[DATASET Boundary: Start]

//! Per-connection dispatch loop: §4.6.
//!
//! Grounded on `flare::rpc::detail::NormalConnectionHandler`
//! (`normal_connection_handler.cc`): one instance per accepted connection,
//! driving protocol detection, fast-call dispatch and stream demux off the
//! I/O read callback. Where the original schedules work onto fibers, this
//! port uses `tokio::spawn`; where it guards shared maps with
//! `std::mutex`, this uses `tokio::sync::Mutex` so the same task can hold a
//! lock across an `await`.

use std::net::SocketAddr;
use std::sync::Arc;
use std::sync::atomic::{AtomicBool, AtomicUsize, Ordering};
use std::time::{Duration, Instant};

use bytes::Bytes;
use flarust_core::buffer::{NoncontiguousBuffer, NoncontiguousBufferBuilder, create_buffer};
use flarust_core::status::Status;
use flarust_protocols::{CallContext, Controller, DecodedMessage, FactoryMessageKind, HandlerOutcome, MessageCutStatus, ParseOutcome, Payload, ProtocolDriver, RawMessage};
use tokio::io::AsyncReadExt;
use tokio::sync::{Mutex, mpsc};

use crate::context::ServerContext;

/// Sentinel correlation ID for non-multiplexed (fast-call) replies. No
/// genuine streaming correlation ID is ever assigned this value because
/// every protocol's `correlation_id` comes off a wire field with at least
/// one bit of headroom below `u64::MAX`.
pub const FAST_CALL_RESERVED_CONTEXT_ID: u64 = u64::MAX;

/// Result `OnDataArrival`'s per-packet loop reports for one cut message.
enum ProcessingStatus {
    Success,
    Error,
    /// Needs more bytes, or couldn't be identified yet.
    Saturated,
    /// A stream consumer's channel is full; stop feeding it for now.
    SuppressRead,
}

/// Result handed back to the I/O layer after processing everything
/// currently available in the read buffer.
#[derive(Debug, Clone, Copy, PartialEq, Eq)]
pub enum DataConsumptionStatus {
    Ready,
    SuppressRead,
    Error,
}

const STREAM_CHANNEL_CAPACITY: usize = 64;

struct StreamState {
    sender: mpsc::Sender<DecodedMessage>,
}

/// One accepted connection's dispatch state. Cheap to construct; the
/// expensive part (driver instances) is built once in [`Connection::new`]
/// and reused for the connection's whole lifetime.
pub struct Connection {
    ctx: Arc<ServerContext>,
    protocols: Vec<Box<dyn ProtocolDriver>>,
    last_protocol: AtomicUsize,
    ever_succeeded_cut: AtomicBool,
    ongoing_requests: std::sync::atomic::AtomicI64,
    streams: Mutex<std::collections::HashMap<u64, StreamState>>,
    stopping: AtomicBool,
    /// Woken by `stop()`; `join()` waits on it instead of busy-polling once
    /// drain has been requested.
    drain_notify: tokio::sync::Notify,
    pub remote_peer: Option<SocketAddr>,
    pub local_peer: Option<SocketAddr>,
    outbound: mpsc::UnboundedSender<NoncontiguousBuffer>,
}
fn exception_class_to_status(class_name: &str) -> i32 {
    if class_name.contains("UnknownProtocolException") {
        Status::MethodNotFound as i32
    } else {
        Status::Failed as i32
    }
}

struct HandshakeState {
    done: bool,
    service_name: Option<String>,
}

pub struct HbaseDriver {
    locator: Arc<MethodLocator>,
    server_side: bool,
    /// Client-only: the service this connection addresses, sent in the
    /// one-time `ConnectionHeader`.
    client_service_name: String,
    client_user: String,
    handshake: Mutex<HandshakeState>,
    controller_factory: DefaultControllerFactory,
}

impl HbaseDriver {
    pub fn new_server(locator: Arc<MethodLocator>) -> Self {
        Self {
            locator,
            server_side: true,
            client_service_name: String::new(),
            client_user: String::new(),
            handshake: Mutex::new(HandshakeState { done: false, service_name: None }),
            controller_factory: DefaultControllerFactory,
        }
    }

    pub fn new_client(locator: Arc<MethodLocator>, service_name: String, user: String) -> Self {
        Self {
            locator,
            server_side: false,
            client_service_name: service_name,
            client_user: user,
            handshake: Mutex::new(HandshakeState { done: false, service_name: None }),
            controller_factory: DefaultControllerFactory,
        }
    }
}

[DATASET Boundary: End]
[DATASET Boundary: Start]

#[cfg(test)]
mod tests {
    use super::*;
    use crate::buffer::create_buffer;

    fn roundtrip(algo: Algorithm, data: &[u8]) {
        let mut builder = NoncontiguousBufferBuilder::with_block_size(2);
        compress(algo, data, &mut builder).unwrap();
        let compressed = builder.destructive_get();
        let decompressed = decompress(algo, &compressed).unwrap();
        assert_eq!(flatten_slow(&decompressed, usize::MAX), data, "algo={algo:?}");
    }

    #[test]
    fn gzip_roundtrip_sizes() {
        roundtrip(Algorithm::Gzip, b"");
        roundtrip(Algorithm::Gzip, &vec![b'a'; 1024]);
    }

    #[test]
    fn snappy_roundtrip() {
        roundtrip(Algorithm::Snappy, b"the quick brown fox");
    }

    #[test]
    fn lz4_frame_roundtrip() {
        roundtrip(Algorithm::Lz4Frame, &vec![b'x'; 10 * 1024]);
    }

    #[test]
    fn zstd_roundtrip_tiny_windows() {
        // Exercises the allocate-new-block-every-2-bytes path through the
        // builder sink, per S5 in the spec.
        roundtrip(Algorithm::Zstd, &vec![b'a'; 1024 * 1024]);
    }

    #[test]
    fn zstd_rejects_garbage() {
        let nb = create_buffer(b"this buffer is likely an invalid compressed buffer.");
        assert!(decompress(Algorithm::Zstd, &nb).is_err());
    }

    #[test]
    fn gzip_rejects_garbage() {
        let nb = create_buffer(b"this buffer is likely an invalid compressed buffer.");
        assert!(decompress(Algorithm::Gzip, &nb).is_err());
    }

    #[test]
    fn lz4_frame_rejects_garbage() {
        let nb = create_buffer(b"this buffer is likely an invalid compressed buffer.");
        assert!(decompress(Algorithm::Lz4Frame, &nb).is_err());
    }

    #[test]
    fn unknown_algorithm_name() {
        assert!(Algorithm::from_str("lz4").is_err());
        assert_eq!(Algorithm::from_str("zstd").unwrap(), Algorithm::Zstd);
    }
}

[DATASET Boundary: End]
[DATASET Boundary: Start]

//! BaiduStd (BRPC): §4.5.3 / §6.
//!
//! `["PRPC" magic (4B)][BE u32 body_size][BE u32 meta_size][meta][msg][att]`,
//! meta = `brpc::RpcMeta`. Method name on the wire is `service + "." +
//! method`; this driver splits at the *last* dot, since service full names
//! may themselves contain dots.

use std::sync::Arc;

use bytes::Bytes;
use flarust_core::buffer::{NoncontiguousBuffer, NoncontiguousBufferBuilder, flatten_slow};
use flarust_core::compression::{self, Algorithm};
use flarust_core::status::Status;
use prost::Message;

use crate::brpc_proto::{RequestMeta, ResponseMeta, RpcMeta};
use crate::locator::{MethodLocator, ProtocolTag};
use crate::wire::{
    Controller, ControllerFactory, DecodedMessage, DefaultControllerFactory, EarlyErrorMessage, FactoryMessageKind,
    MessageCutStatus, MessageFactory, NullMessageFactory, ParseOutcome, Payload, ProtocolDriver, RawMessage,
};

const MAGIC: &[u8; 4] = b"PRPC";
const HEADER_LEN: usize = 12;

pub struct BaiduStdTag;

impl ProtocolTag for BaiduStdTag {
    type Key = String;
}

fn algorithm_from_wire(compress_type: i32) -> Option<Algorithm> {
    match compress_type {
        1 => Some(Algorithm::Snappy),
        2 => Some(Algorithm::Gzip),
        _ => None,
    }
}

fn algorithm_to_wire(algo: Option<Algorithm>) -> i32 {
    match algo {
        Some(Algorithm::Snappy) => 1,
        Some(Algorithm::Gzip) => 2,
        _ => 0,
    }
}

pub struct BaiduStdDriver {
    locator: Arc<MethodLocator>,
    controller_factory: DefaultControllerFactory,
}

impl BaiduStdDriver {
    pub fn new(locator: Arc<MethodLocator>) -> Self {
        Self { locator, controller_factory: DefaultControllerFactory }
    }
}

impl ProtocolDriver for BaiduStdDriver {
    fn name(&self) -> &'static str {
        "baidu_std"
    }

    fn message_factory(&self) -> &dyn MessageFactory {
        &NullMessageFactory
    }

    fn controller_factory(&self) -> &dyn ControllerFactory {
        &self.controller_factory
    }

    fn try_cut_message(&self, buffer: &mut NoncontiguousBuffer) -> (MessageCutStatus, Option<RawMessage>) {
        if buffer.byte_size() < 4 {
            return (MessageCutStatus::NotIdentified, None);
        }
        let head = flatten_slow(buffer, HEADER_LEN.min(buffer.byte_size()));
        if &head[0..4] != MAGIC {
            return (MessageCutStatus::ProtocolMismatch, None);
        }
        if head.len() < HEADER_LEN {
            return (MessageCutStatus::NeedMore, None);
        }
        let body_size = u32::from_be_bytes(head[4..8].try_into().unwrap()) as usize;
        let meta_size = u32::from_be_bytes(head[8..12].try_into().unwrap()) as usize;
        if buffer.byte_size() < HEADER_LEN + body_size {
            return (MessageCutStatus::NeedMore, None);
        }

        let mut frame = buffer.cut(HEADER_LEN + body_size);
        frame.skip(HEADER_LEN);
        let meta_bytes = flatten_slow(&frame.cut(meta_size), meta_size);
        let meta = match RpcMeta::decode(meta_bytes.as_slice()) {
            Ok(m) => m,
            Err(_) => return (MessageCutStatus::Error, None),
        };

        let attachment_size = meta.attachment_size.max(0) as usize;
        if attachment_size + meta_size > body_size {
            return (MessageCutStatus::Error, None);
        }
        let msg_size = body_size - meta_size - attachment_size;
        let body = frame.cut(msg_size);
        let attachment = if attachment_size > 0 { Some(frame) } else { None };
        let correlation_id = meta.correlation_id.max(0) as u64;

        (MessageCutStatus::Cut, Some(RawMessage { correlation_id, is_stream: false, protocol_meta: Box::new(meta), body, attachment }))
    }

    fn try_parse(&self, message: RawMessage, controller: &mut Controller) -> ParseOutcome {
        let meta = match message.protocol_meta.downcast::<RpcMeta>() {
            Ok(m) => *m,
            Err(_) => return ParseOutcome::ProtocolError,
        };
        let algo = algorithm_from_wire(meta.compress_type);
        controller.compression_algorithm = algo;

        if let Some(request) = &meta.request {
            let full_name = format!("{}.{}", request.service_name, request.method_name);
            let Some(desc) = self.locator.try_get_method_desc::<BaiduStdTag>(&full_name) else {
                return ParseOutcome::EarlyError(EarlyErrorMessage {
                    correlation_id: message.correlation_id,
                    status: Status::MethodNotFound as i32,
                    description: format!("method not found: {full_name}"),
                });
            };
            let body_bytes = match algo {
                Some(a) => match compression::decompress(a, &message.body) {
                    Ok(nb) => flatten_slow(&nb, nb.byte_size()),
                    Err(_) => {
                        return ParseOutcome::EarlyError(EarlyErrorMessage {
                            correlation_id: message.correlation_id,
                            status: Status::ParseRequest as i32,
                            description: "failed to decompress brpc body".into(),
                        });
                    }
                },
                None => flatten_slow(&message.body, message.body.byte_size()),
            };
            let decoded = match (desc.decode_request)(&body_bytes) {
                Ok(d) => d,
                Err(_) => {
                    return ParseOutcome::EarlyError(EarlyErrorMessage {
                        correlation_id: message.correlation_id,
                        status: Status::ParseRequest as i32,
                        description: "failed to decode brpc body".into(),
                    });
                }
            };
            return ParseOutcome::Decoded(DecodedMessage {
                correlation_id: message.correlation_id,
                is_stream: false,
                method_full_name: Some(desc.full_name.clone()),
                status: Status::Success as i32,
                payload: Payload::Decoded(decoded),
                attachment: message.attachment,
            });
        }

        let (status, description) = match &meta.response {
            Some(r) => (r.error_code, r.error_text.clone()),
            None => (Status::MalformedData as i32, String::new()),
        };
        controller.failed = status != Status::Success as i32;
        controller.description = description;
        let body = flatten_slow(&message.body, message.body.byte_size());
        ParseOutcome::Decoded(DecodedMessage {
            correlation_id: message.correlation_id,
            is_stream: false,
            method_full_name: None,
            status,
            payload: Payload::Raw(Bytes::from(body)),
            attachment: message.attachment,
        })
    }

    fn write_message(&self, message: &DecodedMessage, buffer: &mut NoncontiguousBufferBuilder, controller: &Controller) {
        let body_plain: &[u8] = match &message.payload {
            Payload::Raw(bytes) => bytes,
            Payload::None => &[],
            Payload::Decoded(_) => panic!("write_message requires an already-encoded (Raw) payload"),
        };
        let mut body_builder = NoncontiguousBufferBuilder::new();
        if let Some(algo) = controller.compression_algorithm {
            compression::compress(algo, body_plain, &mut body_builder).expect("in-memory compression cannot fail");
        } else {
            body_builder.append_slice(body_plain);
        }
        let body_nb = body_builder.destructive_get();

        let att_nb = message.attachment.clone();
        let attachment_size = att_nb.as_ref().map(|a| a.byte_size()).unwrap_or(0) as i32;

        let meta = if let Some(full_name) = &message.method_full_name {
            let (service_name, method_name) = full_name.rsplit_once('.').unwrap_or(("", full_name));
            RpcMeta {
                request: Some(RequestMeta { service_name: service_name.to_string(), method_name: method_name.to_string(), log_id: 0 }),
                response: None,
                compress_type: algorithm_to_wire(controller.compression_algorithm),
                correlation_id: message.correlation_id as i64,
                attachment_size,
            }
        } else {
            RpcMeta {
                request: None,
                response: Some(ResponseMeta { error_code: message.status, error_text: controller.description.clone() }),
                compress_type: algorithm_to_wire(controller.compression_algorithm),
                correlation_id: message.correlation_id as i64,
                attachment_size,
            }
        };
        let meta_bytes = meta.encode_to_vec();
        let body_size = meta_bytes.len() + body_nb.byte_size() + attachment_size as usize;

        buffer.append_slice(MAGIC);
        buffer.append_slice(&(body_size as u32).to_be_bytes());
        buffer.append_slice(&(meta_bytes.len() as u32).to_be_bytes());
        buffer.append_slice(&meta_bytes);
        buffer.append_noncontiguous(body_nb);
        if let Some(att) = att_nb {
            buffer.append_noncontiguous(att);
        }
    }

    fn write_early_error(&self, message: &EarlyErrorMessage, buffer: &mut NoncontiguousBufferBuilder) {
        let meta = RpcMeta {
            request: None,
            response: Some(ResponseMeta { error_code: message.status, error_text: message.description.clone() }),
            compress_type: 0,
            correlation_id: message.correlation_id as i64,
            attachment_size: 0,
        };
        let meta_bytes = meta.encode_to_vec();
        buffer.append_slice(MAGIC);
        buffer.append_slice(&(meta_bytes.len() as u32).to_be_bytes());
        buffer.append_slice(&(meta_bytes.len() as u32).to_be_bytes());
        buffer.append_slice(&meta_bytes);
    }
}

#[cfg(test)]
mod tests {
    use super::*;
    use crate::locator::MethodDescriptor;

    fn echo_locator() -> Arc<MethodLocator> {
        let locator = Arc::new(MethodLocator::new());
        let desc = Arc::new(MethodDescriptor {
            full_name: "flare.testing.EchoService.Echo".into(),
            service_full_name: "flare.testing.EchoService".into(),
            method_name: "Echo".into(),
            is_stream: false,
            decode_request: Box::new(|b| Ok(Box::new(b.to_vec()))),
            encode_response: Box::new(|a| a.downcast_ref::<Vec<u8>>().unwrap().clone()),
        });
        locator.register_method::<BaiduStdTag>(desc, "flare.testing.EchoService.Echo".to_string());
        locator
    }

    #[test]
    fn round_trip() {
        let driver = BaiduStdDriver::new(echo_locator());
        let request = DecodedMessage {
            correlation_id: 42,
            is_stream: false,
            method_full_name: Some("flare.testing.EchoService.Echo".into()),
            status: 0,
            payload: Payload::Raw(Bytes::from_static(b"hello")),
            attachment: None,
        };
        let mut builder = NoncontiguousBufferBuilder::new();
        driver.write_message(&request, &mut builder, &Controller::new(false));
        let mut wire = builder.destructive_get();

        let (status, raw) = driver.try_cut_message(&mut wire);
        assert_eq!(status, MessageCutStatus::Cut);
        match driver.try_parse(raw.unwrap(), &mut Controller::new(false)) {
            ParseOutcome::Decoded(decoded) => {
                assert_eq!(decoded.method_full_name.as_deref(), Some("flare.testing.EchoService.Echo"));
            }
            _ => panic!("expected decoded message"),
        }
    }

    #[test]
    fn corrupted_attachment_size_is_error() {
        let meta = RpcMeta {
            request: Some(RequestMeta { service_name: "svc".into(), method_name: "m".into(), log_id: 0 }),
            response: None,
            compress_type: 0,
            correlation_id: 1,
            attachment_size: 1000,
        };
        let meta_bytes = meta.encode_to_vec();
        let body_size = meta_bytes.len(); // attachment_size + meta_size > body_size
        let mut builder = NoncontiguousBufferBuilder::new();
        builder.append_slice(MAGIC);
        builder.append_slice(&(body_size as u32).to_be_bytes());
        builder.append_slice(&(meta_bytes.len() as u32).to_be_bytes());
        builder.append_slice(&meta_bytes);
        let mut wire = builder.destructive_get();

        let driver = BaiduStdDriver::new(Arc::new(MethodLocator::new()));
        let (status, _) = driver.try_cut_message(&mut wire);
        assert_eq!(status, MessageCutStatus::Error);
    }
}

[DATASET Boundary: End]

AIM OF THE TASK
Return all lines from the entries that contain the string "BaiduStdDriver".

TASK RESULT
pub struct BaiduStdDriver {
impl BaiduStdDriver {
impl ProtocolDriver for BaiduStdDriver {
        let driver = BaiduStdDriver::new(echo_locator());
        let driver = BaiduStdDriver::new(Arc::new(MethodLocator::new()));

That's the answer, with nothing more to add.